When to Change 'Y' to 'E' and 'O' to 'U' in Spanish

Changes keep conjunctions from blending with the word that follows

Two young children inside an igloo that they have built in their garden. The Igloo is lit from within.
Está enteramente construido de nieve y hielo. (It is built completely of snow and ice.). Paul McGee/Getty Images

Two of the most common conjunctions in Spanish — y (meaning "and") and (meaning "or") — can change spelling and pronunciation based on the word that follows. In that way, they are much like the "a" of English changing to "an" before a vowel sound.

Why Change Vowels?

Both changes help keep the conjunction from blending into the following word. Y becomes e when it precedes a word that begins with the i sound, while o becomes u when it precedes a word that begins with the o sound.

Typically, then, the y becomes e when it precedes most words that begin with i- or hi-, and o becomes u preceding words starting with o- or ho-.

When Not to Change Vowels

Y does not change before words, such as hierba, that begin with the ia, ie, io or iu sound, regardless of spelling.

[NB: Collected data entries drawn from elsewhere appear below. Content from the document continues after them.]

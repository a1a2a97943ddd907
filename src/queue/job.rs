use chrono::{DateTime, Utc};
use serde::Serialize;
use std::fmt;
use uuid::Uuid;

use crate::models::{Order, RoutingDecision, ValidationError};

// ============================================================================
// Job Lifecycle Types
// ============================================================================
//
// A job wraps one order through its routing-and-dispatch attempt sequence.
// Valid transitions:
//
//   waiting -> active -> completed
//                     -> failed
//                     -> delayed -> waiting        (retryable failure)
//
// Completed and failed jobs are terminal and immutable; they stay in the
// job table for introspection.
//
// ============================================================================

#[derive(Debug, Clone, Copy, PartialEq, Eq, Serialize)]
#[serde(rename_all = "lowercase")]
pub enum JobStatus {
    Waiting,
    Active,
    Delayed,
    Completed,
    Failed,
}

impl fmt::Display for JobStatus {
    fn fmt(&self, f: &mut fmt::Formatter<'_>) -> fmt::Result {
        let name = match self {
            JobStatus::Waiting => "waiting",
            JobStatus::Active => "active",
            JobStatus::Delayed => "delayed",
            JobStatus::Completed => "completed",
            JobStatus::Failed => "failed",
        };
        f.write_str(name)
    }
}

#[derive(Debug, Clone)]
pub struct Job {
    pub id: Uuid,
    pub order: Order,
    pub status: JobStatus,
    pub attempts_made: u32,
    pub enqueued_at: DateTime<Utc>,
    pub finished_at: Option<DateTime<Utc>>,
    pub last_error: Option<String>,
    pub result: Option<RoutingDecision>,
}

impl Job {
    pub fn new(order: Order) -> Self {
        Self {
            id: Uuid::new_v4(),
            order,
            status: JobStatus::Waiting,
            attempts_made: 0,
            enqueued_at: Utc::now(),
            finished_at: None,
            last_error: None,
            result: None,
        }
    }
}

/// Introspection view of a job, the shape monitoring callers consume.
#[derive(Debug, Clone, Serialize)]
pub struct JobDetails {
    pub id: Uuid,
    pub status: JobStatus,
    pub attempts_made: u32,
    pub order_number: String,
    pub enqueued_at: DateTime<Utc>,
    #[serde(skip_serializing_if = "Option::is_none")]
    pub finished_at: Option<DateTime<Utc>>,
    #[serde(skip_serializing_if = "Option::is_none")]
    pub last_error: Option<String>,
    #[serde(skip_serializing_if = "Option::is_none")]
    pub result: Option<RoutingDecision>,
}

impl From<&Job> for JobDetails {
    fn from(job: &Job) -> Self {
        Self {
            id: job.id,
            status: job.status,
            attempts_made: job.attempts_made,
            order_number: job.order.order_number.clone(),
            enqueued_at: job.enqueued_at,
            finished_at: job.finished_at,
            last_error: job.last_error.clone(),
            result: job.result,
        }
    }
}

/// Counts per observable bucket.
#[derive(Debug, Clone, Default, PartialEq, Eq, Serialize)]
pub struct QueueStats {
    pub waiting: usize,
    pub active: usize,
    pub completed: usize,
    pub failed: usize,
    pub delayed: usize,
    pub total: usize,
}

/// Outcome of an operator cancelling a job.
#[derive(Debug, Clone, Copy, PartialEq, Eq)]
pub enum CancelOutcome {
    Removed,
    NotFound,
    /// The job already started (or finished); it cannot be pulled back.
    NotCancellable(JobStatus),
}

#[derive(Debug, thiserror::Error)]
pub enum QueueError {
    #[error("job store unavailable: {0}")]
    StoreUnavailable(String),

    #[error("queue is shut down")]
    Closed,
}

/// Why an order could not be enqueued.
#[derive(Debug, thiserror::Error)]
pub enum EnqueueError {
    #[error(transparent)]
    Invalid(#[from] ValidationError),

    #[error(transparent)]
    Queue(#[from] QueueError),
}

Examples of Different Spanish Conjunction Forms

Here are a few examples of how to use what we've just learned:

  • Reciben tratamiento cruel e inhumano. (They are receiving cruel and inhumane treatment.)
  • Vendemos productos de limpieza e higiene. (We sell cleaning and hygiene products.)
  • Está enteramente construido de nieve y hielo. (It is built completely of snow and ice.)
  • Usamos punto y coma para separar las frases u oraciones que constituyen una enumeración. (We use a semicolon to separate phrases or sentences that make up a list.)
  • No recuerdo si fue ayer u hoy. (I don't remember if it was yesterday or today.)